**Task description**
Go through the listing and return every line with "bool" in it.

**Raw data**
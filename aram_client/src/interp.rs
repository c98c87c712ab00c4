//! Interpolation.
//!
//! The server sends discrete snapshots; the client renders at its own rate.
//! Remote players are drawn a fixed delay behind real time, between the two
//! received samples that bracket that moment, so their motion stays smooth
//! while updates arrive in steps.

use std::collections::{BTreeMap, VecDeque};

use aram_shared::{
    config::ClientConfig,
    math::{lerp_angle, Vec3},
    net::{PlayerId, RemoteSample},
    render::{Activity, Actor, PresentationSink, RenderPose},
};
use tracing::{debug, info, trace};

/// One received pose, stamped with its local receipt time.
#[derive(Debug, Clone, Copy, PartialEq)]
pub struct HistorySample {
    pub time_ms: f64,
    pub position: Vec3,
    pub yaw: f32,
}

/// Result of sampling a history.
#[derive(Debug, Clone, Copy, PartialEq)]
pub struct Interpolated {
    pub pose: RenderPose,
    /// Speed between the bracketing samples in units/s; 0 with one sample.
    pub speed: f32,
}

/// Receipt-ordered poses of one remote player.
#[derive(Debug, Clone, Default)]
pub struct RemoteEntityHistory {
    samples: VecDeque<HistorySample>,
}

impl RemoteEntityHistory {
    pub fn new() -> Self {
        Self::default()
    }

    /// Appends a sample, keeping timestamps strictly increasing.
    ///
    /// A sample at the same time as the newest one replaces it; an older
    /// sample is ignored and `false` is returned.
    pub fn push(&mut self, sample: HistorySample) -> bool {
        match self.samples.back_mut() {
            Some(last) if sample.time_ms < last.time_ms => false,
            Some(last) if sample.time_ms == last.time_ms => {
                *last = sample;
                true
            }
            _ => {
                self.samples.push_back(sample);
                true
            }
        }
    }

    /// Drops samples at or before `now_ms - retention_ms`.
    pub fn prune(&mut self, now_ms: f64, retention_ms: f64) -> usize {
        let cutoff = now_ms - retention_ms;
        let mut dropped = 0;
        while self.samples.front().is_some_and(|s| s.time_ms <= cutoff) {
            self.samples.pop_front();
            dropped += 1;
        }
        dropped
    }

    pub fn len(&self) -> usize {
        self.samples.len()
    }

    pub fn is_empty(&self) -> bool {
        self.samples.is_empty()
    }

    pub fn latest(&self) -> Option<&HistorySample> {
        self.samples.back()
    }

    pub fn iter(&self) -> impl Iterator<Item = &HistorySample> {
        self.samples.iter()
    }

    /// Pose at `render_time_ms`, clamped to the buffered range.
    pub fn sample(&self, render_time_ms: f64) -> Option<Interpolated> {
        let n = self.samples.len();
        if n < 2 {
            return self.samples.front().map(|s| Interpolated {
                pose: RenderPose {
                    position: s.position,
                    rotation_y: s.yaw,
                },
                speed: 0.0,
            });
        }

        let (i, alpha) = if render_time_ms < self.samples[0].time_ms {
            (0, 0.0)
        } else if render_time_ms >= self.samples[n - 1].time_ms {
            (n - 2, 1.0)
        } else {
            // The checks above guarantee a bracketing pair exists.
            let i = (0..n - 1)
                .find(|&i| {
                    self.samples[i].time_ms <= render_time_ms
                        && render_time_ms < self.samples[i + 1].time_ms
                })
                .unwrap_or(n - 2);
            let (t0, t1) = (self.samples[i].time_ms, self.samples[i + 1].time_ms);
            (i, ((render_time_ms - t0) / (t1 - t0)) as f32)
        };

        let a = &self.samples[i];
        let b = &self.samples[i + 1];

        let dt_sec = (b.time_ms - a.time_ms) / 1000.0;
        let speed = if dt_sec > 0.0 {
            (b.position - a.position).len() / dt_sec as f32
        } else {
            0.0
        };

        Some(Interpolated {
            pose: RenderPose {
                position: a.position.lerp(b.position, alpha),
                rotation_y: lerp_angle(a.yaw, b.yaw, alpha),
            },
            speed,
        })
    }
}

/// A remote player as tracked by the client.
#[derive(Debug, Clone)]
pub struct RemoteEntity {
    pub id: PlayerId,
    pub history: RemoteEntityHistory,
    pub activity: Activity,
}

/// Rendered state of one remote player for the current frame.
#[derive(Debug, Clone, PartialEq)]
pub struct RemoteView {
    pub id: PlayerId,
    pub pose: RenderPose,
    pub activity: Activity,
}

/// Interpolation tunables.
#[derive(Debug, Clone, Copy, PartialEq)]
pub struct InterpSettings {
    pub delay_ms: f64,
    pub retention_ms: f64,
    pub walk_speed_threshold: f32,
}

impl From<&ClientConfig> for InterpSettings {
    fn from(cfg: &ClientConfig) -> Self {
        Self {
            delay_ms: cfg.interpolation_delay_ms,
            retention_ms: cfg.history_retention_ms,
            walk_speed_threshold: cfg.walk_speed_threshold,
        }
    }
}

impl Default for InterpSettings {
    fn default() -> Self {
        Self::from(&ClientConfig::default())
    }
}

/// Tracks every remote player and produces their per-frame poses.
#[derive(Debug, Default)]
pub struct RemoteInterpolator {
    settings: InterpSettings,
    entities: BTreeMap<PlayerId, RemoteEntity>,
}

impl RemoteInterpolator {
    pub fn new(settings: InterpSettings) -> Self {
        Self {
            settings,
            entities: BTreeMap::new(),
        }
    }

    pub fn settings(&self) -> &InterpSettings {
        &self.settings
    }

    pub fn len(&self) -> usize {
        self.entities.len()
    }

    pub fn is_empty(&self) -> bool {
        self.entities.is_empty()
    }

    pub fn get(&self, id: &PlayerId) -> Option<&RemoteEntity> {
        self.entities.get(id)
    }

    pub fn ids(&self) -> impl Iterator<Item = &PlayerId> {
        self.entities.keys()
    }

    /// Records a received pose, creating the entity on first sight.
    pub fn observe(&mut self, sample: &RemoteSample, received_ms: f64, sink: &mut dyn PresentationSink) {
        let entry = HistorySample {
            time_ms: received_ms,
            position: sample.position,
            yaw: sample.yaw,
        };

        match self.entities.get_mut(&sample.id) {
            Some(entity) => {
                if !entity.history.push(entry) {
                    debug!(player_id = %sample.id, time_ms = received_ms, "Dropped out-of-order remote sample");
                }
                let pruned = entity.history.prune(received_ms, self.settings.retention_ms);
                if pruned > 0 {
                    trace!(player_id = %sample.id, pruned, "Pruned remote history");
                }
            }
            None => {
                info!(player_id = %sample.id, "Remote player appeared");
                let mut history = RemoteEntityHistory::new();
                history.push(entry);
                sink.spawn_remote(
                    &sample.id,
                    RenderPose {
                        position: sample.position,
                        rotation_y: sample.yaw,
                    },
                );
                self.entities.insert(
                    sample.id.clone(),
                    RemoteEntity {
                        id: sample.id.clone(),
                        history,
                        activity: Activity::Idle,
                    },
                );
            }
        }
    }

    /// Applies a full roster: records every listed pose and removes every
    /// tracked entity the roster no longer lists.
    pub fn apply_roster(&mut self, remotes: &[RemoteSample], received_ms: f64, sink: &mut dyn PresentationSink) {
        for sample in remotes {
            self.observe(sample, received_ms, sink);
        }

        let gone: Vec<PlayerId> = self
            .entities
            .keys()
            .filter(|id| !remotes.iter().any(|r| &r.id == *id))
            .cloned()
            .collect();
        for id in gone {
            self.remove(&id, sink);
        }
    }

    /// Forgets an entity and releases its render resources.
    pub fn remove(&mut self, id: &PlayerId, sink: &mut dyn PresentationSink) -> bool {
        if self.entities.remove(id).is_some() {
            info!(player_id = %id, "Remote player left");
            sink.despawn_remote(id);
            true
        } else {
            false
        }
    }

    /// Drops every entity, e.g. on teardown.
    pub fn clear(&mut self, sink: &mut dyn PresentationSink) {
        for id in self.entities.keys() {
            sink.despawn_remote(id);
        }
        self.entities.clear();
    }

    /// Computes this frame's pose and activity for every remote player.
    pub fn frame(&mut self, now_ms: f64, sink: &mut dyn PresentationSink) -> Vec<RemoteView> {
        let render_time = now_ms - self.settings.delay_ms;
        let threshold = self.settings.walk_speed_threshold;
        let mut views = Vec::with_capacity(self.entities.len());

        for entity in self.entities.values_mut() {
            let Some(interp) = entity.history.sample(render_time) else {
                continue;
            };
            let activity = if interp.speed > threshold {
                Activity::Walking
            } else {
                Activity::Idle
            };
            if activity != entity.activity {
                sink.switch_activity(Actor::Remote(&entity.id), entity.activity, activity);
                entity.activity = activity;
            }
            views.push(RemoteView {
                id: entity.id.clone(),
                pose: interp.pose,
                activity,
            });
        }
        views
    }
}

**Written solution**
    pub fn push(&mut self, sample: HistorySample) -> bool {
    pub fn is_empty(&self) -> bool {
    pub fn is_empty(&self) -> bool {
    pub fn remove(&mut self, id: &PlayerId, sink: &mut dyn PresentationSink) -> bool {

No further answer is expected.